By River Stillwood
The weather has been rough, these last few months. The persistent heat. The lingering drought. But summer is growing haggard. Autumn is ready to pounce. Already the box elders are losing their leaves and walnut canopies look moth eaten and threadbare. Sassafras is turning orange and sumac, red. Dirt crackles under tires. Plumes of billowing dust trail vehicles. Weeds are claiming baked earth abandoned by grass. Damp rings and muddy puddles languish where ponds used to stand. Many creeks are barely trickling. Some of the farmers are already feeding hay.
Still, there is enough time for one more burst of summer glory. Rain. Rain is on the horizon. Cool, nurturing rain. Days of it. Splendid, beautiful soaking rain. With luck, when fall officially arrives next week, the hills and hollers will be replenished. The air will be fresh. The afternoons, inviting. The nights, clear. It should be a wonderful end to a season that has felt too long, too hot, too dry.
I worry a little, though. Exceptionally hot summers are often followed by exceptionally cold winters. According to The Old Farmer’s Almanac, the 2012 long range forecast for the Heartland calls for a warmer, dryer winter. But, just last week, nighttime temperatures in the Ozarks were so cold that they broke records that had stood for fifty years. I haven’t spied any wooly worms yet, and it’s too early to check persimmon seeds, but some of the folks who have lived here awhile say they’re expecting a bad winter. I’m with them. Especially since we haven’t seen one in the almost eight years I’ve lived here and those same folks say we’re due.
Honestly, though, I don’t know what a bad Ozarks winter looks like. I thought my first winter here was bad. In mid-December the forecast called for a light dusting of snow during the night. Instead, eleven inches fell and I woke up with the roof of the tent cabin so laden and sagging that it was only a foot from my face. And I was sleeping on the ground.
It occurred to me later that, if the deadwood I’d used to frame the tent cabin had broken while I slept, I would have been trapped under the tarp roof and heavy snow and likely been killed. Instead, the frame held and I crawled out of the tent in my pajamas and bare feet and used a rake to clear off the snow. An hour later, the snow was off, the roof had sprung back to its normal height, and I was back in my sleeping bag, drifting off to sleep.
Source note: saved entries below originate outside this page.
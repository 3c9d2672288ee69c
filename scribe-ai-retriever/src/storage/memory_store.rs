//! In-process vector index

use super::{DistanceMetric, QueryHit, VectorIndex, VectorRecord, nearest};
use anyhow::{Result, anyhow};
use async_trait::async_trait;
use std::sync::RwLock;

/// Vector index held in memory, lost when the process exits.
#[derive(Debug, Default)]
pub struct MemoryVectorIndex {
    records: RwLock<Vec<VectorRecord>>,
    metric: DistanceMetric,
}

impl MemoryVectorIndex {
    pub fn new() -> Self {
        Self::default()
    }

    pub fn with_metric(metric: DistanceMetric) -> Self {
        Self {
            records: RwLock::new(Vec::new()),
            metric,
        }
    }
}

#[async_trait]
impl VectorIndex for MemoryVectorIndex {
    async fn upsert(&self, records: Vec<VectorRecord>) -> Result<()> {
        let mut stored = self
            .records
            .write()
            .map_err(|_| anyhow!("memory index lock poisoned"))?;
        for record in records {
            match stored.iter_mut().find(|r| r.id == record.id) {
                Some(existing) => *existing = record,
                None => stored.push(record),
            }
        }
        Ok(())
    }

    async fn replace_all(&self, records: Vec<VectorRecord>) -> Result<()> {
        let mut replacement: Vec<VectorRecord> = Vec::with_capacity(records.len());
        for record in records {
            match replacement.iter_mut().find(|r| r.id == record.id) {
                Some(existing) => *existing = record,
                None => replacement.push(record),
            }
        }
        *self
            .records
            .write()
            .map_err(|_| anyhow!("memory index lock poisoned"))? = replacement;
        Ok(())
    }

    async fn query(&self, vector: &[f32], k: usize) -> Result<Vec<QueryHit>> {
        let stored = self
            .records
            .read()
            .map_err(|_| anyhow!("memory index lock poisoned"))?;
        nearest(self.metric, stored.iter(), vector, k)
    }

    async fn clear(&self) -> Result<()> {
        self.records
            .write()
            .map_err(|_| anyhow!("memory index lock poisoned"))?
            .clear();
        Ok(())
    }

    async fn count(&self) -> Result<usize> {
        Ok(self
            .records
            .read()
            .map_err(|_| anyhow!("memory index lock poisoned"))?
            .len())
    }

    fn metric(&self) -> DistanceMetric {
        self.metric
    }
}
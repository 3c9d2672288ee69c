//! Configuration for embedding gateways

use crate::error::{EmbedError, Result};
use derive_builder::Builder;
use serde::{Deserialize, Serialize};
use std::time::Duration;

/// Default dimension of the local hashing provider.
pub const DEFAULT_HASHING_DIMENSION: usize = 384;

/// Which gateway implementation to construct.
#[derive(Debug, Clone, Copy, Default, PartialEq, Eq, Serialize, Deserialize)]
#[serde(rename_all = "kebab-case")]
pub enum ProviderKind {
    /// Deterministic local feature hashing, no network
    #[default]
    Hashing,
    /// OpenAI-compatible `/embeddings` HTTP endpoint
    #[serde(alias = "openai")]
    OpenAi,
}

impl std::str::FromStr for ProviderKind {
    type Err = String;

    fn from_str(s: &str) -> std::result::Result<Self, Self::Err> {
        match s.to_lowercase().as_str() {
            "hashing" | "local" => Ok(ProviderKind::Hashing),
            "openai" | "open-ai" => Ok(ProviderKind::OpenAi),
            _ => Err(format!(
                "Invalid embedding provider: '{s}'. Valid values are: hashing, openai"
            )),
        }
    }
}

/// Configuration for an embedding gateway
#[derive(Debug, Clone, PartialEq, Builder, Serialize, Deserialize)]
#[builder(setter(into))]
#[serde(default)]
pub struct EmbedConfig {
    /// Gateway implementation
    #[builder(default)]
    pub provider: ProviderKind,
    /// Model identifier sent to the service (also names the hashing model)
    #[builder(default = r#""feature-hashing".to_string()"#)]
    pub model_name: String,
    /// Base URL of an OpenAI-compatible API
    #[builder(default = r#""https://api.openai.com/v1".to_string()"#)]
    pub api_base: String,
    /// Environment variable holding the API key
    #[builder(default = r#""OPENAI_API_KEY".to_string()"#)]
    pub api_key_env: String,
    /// Output dimension. Required by the hashing provider, optional for HTTP
    #[builder(default = "Some(DEFAULT_HASHING_DIMENSION)")]
    pub dimension: Option<usize>,
    /// Maximum texts sent in one request
    #[builder(default = "64")]
    pub batch_size: usize,
    /// Whether to L2-normalize vectors
    #[builder(default = "true")]
    pub normalize: bool,
    /// Per-request deadline in milliseconds
    #[builder(default)]
    pub timeout_ms: Option<u64>,
}

impl EmbedConfig {
    /// Create a new embedding configuration using the builder
    pub fn builder() -> EmbedConfigBuilder {
        EmbedConfigBuilder::default()
    }

    /// Local hashing provider with the given dimension.
    pub fn hashing(dimension: usize) -> Self {
        Self {
            provider: ProviderKind::Hashing,
            model_name: "feature-hashing".to_string(),
            dimension: Some(dimension),
            ..Self::default()
        }
    }

    /// OpenAI-compatible provider for a model.
    pub fn openai(model_name: impl Into<String>) -> Self {
        Self {
            provider: ProviderKind::OpenAi,
            model_name: model_name.into(),
            dimension: None,
            ..Self::default()
        }
    }

    /// Set the batch size (builder style)
    pub fn with_batch_size(self, batch_size: usize) -> Self {
        Self { batch_size, ..self }
    }

    /// Set the request timeout (builder style)
    pub fn with_timeout(self, timeout: Duration) -> Self {
        Self {
            timeout_ms: Some(timeout.as_millis() as u64),
            ..self
        }
    }

    pub fn with_api_base(self, api_base: impl Into<String>) -> Self {
        Self {
            api_base: api_base.into(),
            ..self
        }
    }

    pub fn timeout(&self) -> Option<Duration> {
        self.timeout_ms.map(Duration::from_millis)
    }

    /// Read the API key from the configured environment variable.
    pub fn api_key(&self) -> Result<String> {
        std::env::var(&self.api_key_env).map_err(|_| {
            EmbedError::invalid_config(format!(
                "environment variable {} is not set",
                self.api_key_env
            ))
        })
    }

    /// Check the configuration without touching the network.
    pub fn validate(&self) -> Result<()> {
        if self.batch_size == 0 {
            return Err(EmbedError::invalid_config("batch_size must be at least 1"));
        }
        if self.dimension == Some(0) {
            return Err(EmbedError::invalid_config("dimension must be at least 1"));
        }
        if self.timeout_ms == Some(0) {
            return Err(EmbedError::invalid_config("timeout_ms must be at least 1"));
        }
        if self.provider == ProviderKind::OpenAi && self.api_base.trim().is_empty() {
            return Err(EmbedError::invalid_config("api_base must not be empty"));
        }
        tracing::debug!("Embedding config validated for model: {}", self.model_name);
        Ok(())
    }
}

impl Default for EmbedConfig {
    fn default() -> Self {
        Self {
            provider: ProviderKind::Hashing,
            model_name: "feature-hashing".to_string(),
            api_base: "https://api.openai.com/v1".to_string(),
            api_key_env: "OPENAI_API_KEY".to_string(),
            dimension: Some(DEFAULT_HASHING_DIMENSION),
            batch_size: 64,
            normalize: true,
            timeout_ms: None,
        }
    }
}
That was the worst that winter had to offer. A few years later, though, we had that dreadful ice storm that wreaked so much havoc on Springfield and surrounding areas. Enough ice fell at the homestead that it collapsed the roofs on the feed shed and turkey coop and dropped a couple of trees by the cabin. I wasn’t able to leave the holler for nine days. Still, I was lucky. The cabin was unscathed, warm, safe and secure. The greatest hardship I endured was having to slide on my belly to the creek to fetch water for the animals because the stone bank was too treacherous to stand upon.
Actually, the past two winters were the worst I’ve seen. Not because of snow or ice or even wind or unbearably low temperatures. They were the worst because I couldn’t get out in them. I couldn’t walk in the woods or play in the snows or stay outside long enough to get rosy red cheeks and fingertips and toes that stung with cold. I didn’t get to see bright cardinals alighting on frosted branches or flocks of chickadees filling the bushes with their happy chatter. Instead, I watched the season pass slowly by from the front window of the apartment while I was curled up under a wonderfully warm Raggedy Ann and Andy blanket undergoing, and then recovering from cancer treatments. Comfortable as I was, letting my body do the work that it needed to do, missing winter was a huge loss.
I hope it won’t be a bad winter, that it’s mild and easy. But good or bad, with luck and hope, I’ll be strong and healthy, fully prepared to march right outside to greet it. Of course, if it is a bad winter, if blizzards blow and snow piles up and winds howl like hungry wolves at the door, I’ll be just as ready to run back inside. But only to wait until things quiet down again. After all, one of winter’s finest gifts is the perfect silence that comes just after the snow.